Patients with CS can have a number of neurological complications, as well. Prominent among them is the presence of a Chiari I malformation, along with any associated abnormalities, including hydrocephalus, syringomyelia, seizures, and a tethered cord. A review of the associated literature demonstrates that general anesthesia may be safely administered in patients with these complications, so long as care is used with the method of intubation and positioning to account for possible associated cervical instability or Craniocervical abnormalities [6]. Also, spinal anesthesia may best be avoided in the presence of co-existing Chiari malformations, as there are case reports which described the onset of signs and symptoms up to two weeks after Dural puncture. As with the previously mentioned cardiac issues, these neurological complications are known in this population. As such, they have likely been followed by a neurologist/neurosurgeon from an early age [7-9].

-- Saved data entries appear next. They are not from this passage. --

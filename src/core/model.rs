use rust_decimal::Decimal;
use serde::{Deserialize, Serialize};

/// One service/product row. `total_cost` is derived from quantity and unit
/// cost at construction and is never settable on its own.
#[derive(Debug, Clone, PartialEq, Serialize, Deserialize)]
pub struct ServiceLineItem {
    description: String,
    quantity: u32,
    unit_cost: Decimal,
    total_cost: Decimal,
}

impl ServiceLineItem {
    pub fn new(description: String, quantity: u32, unit_cost: Decimal) -> Self {
        let total_cost = unit_cost * Decimal::from(quantity);
        Self {
            description,
            quantity,
            unit_cost,
            total_cost,
        }
    }

    pub fn description(&self) -> &str {
        &self.description
    }

    pub fn quantity(&self) -> u32 {
        self.quantity
    }

    pub fn unit_cost(&self) -> Decimal {
        self.unit_cost
    }

    pub fn total_cost(&self) -> Decimal {
        self.total_cost
    }
}

impl From<ServiceEdit> for ServiceLineItem {
    fn from(edit: ServiceEdit) -> Self {
        ServiceLineItem::new(edit.description, edit.quantity, edit.unit_cost)
    }
}

/// One human-capital/operations row. `None` means the source cell held no
/// usable number; missing amounts are excluded from sums, never zeroed.
#[derive(Debug, Clone, PartialEq, Serialize, Deserialize)]
pub struct HumanCapitalLineItem {
    pub description: String,
    pub amount_usd: Option<Decimal>,
}

/// An edited service row as submitted by the editing surface. The surface
/// guarantees quantity and unit cost are numeric and non-negative before
/// rows reach the model.
#[derive(Debug, Clone, PartialEq, Serialize, Deserialize)]
pub struct ServiceEdit {
    pub description: String,
    pub quantity: u32,
    pub unit_cost: Decimal,
}

/// An edited human-capital row. The amount stays raw text so that the
/// numeric-or-missing coercion policy applies to edits the same way it
/// applies to loaded cells.
#[derive(Debug, Clone, PartialEq, Serialize, Deserialize)]
pub struct HumanCapitalEdit {
    pub description: String,
    pub amount: String,
}

#[derive(Debug, Clone, Copy, PartialEq, Serialize, Deserialize)]
pub struct BudgetSummary {
    pub services_total: Decimal,
    pub human_capital_total: Decimal,
}

/// One user interaction, as produced by the editing surface.
#[derive(Debug, Clone, PartialEq)]
pub enum Action {
    ShowSummary,
    UpdateServices(Vec<ServiceEdit>),
    UpdateHumanCapital(Vec<HumanCapitalEdit>),
    GrandTotal,
}

/// One displayed value, handed back to the editing surface for rendering.
#[derive(Debug, Clone, PartialEq)]
pub enum SurfaceOutput {
    Summary(BudgetSummary),
    ServicesTotal(Decimal),
    HumanCapitalTotal(Decimal),
    GrandTotal(Decimal),
    Error { message: String, suggestion: String },
}
use budget_sim::config::toml_config::TomlConfig;
use budget_sim::core::ConfigProvider;
use budget_sim::utils::error::ErrorSeverity;
use budget_sim::utils::{logger, validation::Validate};
use budget_sim::{BudgetSession, CliConfig, CsvWorkbook, SessionEngine, TerminalSurface};
use clap::Parser;

fn exit_code(severity: ErrorSeverity) -> i32 {
    match severity {
        ErrorSeverity::Low => 0,
        ErrorSeverity::Medium => 2,
        ErrorSeverity::High => 1,
        ErrorSeverity::Critical => 3,
    }
}

fn main() -> anyhow::Result<()> {
    let mut config = CliConfig::parse();

    // 初始化日誌
    logger::init_cli_logger(config.verbose);

    tracing::info!("Starting budget-sim CLI");
    if config.verbose {
        tracing::debug!("CLI config: {:?}", config);
    }

    // 載入 TOML 配置（CLI 旗標優先）
    if let Some(path) = config.config_file.clone() {
        tracing::info!("📁 Loading configuration from: {}", path);
        match TomlConfig::from_file(&path) {
            Ok(file_config) => {
                if let Err(e) = file_config.validate_config() {
                    tracing::error!("❌ Configuration validation failed: {}", e);
                    eprintln!("❌ {}", e.user_friendly_message());
                    eprintln!("💡 {}", e.recovery_suggestion());
                    std::process::exit(exit_code(e.severity()));
                }
                config = config.merged_with(file_config);
            }
            Err(e) => {
                eprintln!("❌ Failed to load config file '{}': {}", path, e);
                eprintln!("💡 Make sure the file exists and is valid TOML format");
                std::process::exit(1);
            }
        }
    }

    // 驗證配置
    if let Err(e) = config.validate() {
        tracing::error!("❌ Configuration validation failed: {}", e);
        tracing::error!("💡 Suggestion: {}", e.recovery_suggestion());
        eprintln!("❌ {}", e.user_friendly_message());
        std::process::exit(exit_code(e.severity()));
    }

    // 建立工作簿來源並載入一次
    let workbook = CsvWorkbook::new(config.workbook_path().to_string());
    let session = BudgetSession::open(&workbook, &config);

    let load_exit = session.load_error().map(|e| {
        tracing::error!(
            "❌ Workbook load failed: {} (Category: {:?}, Severity: {:?})",
            e,
            e.category(),
            e.severity()
        );
        tracing::error!("💡 Recovery suggestion: {}", e.recovery_suggestion());
        exit_code(e.severity())
    });

    let surface = TerminalSurface::new(config.output_format());
    let mut engine = SessionEngine::new(session, surface);

    if let Err(e) = engine.run() {
        tracing::error!(
            "❌ Session failed: {} (Category: {:?}, Severity: {:?})",
            e,
            e.category(),
            e.severity()
        );
        eprintln!("❌ {}", e.user_friendly_message());
        eprintln!("💡 {}", e.recovery_suggestion());

        let code = exit_code(e.severity());
        if code > 0 {
            std::process::exit(code);
        }
    }

    if let Some(code) = load_exit {
        if code > 0 {
            std::process::exit(code);
        }
    }

    tracing::info!("✅ Session ended");
    Ok(())
}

Patients with CS may present with a wide range of potential complications that an anesthesia provider should be aware of prior to the start of any surgical procedure. Most CS families, by the time the diagnosis is made, have seen multiple specialists, and it is important to leverage this information, and encourage the family to bring in all consults and past admission records. This patient had already had a G-tube placement, Nissen procedure, and abdominal surgery for sarcoma, followed by chemotherapy. They family had much information, and the printed documents, such as a recent cardiac echo, was essential to evaluate for cardiac arrhythmias, and structural abnormalities (i.e. Pulmonic stenosis, hypertrophic cardiomyopathy). With regards to a difficult airway, having a prior anesthesia record (as we did) was invaluable to ensure there are no surprises waiting after induction. Due to the level of hypotonia, direct laryngoscopy should not be difficult. Except for the dental issues, we did not find any literature to suggest difficult mask ventilations or tracheal intubations in CS patients. The tongue is sometimes larger than normal, so this may affect the intubation method as seen fit by the anesthesia provider.

In the operative phase, CS children are often hypermetabolic, and can metabolize drugs faster than normal. Post-operatively, due to the developmental delay, these children may be hard to console, and we found it helpful to involve the family as soon as possible in the recovery room. This is a rare syndrome, and an anesthesia provider may only see one in his or her career. If the diagnosis has already been made, as later in life for these children, then the task is much easier. If the diagnosis has not been made, as is common in infancy, then recognizing physical signs as described above, my clue in the provider, to suspect the syndrome. As is often the case, the well-read and experienced peri-operative physician makes the diagnosis first.



Conflict of Interest

No conflict of interest.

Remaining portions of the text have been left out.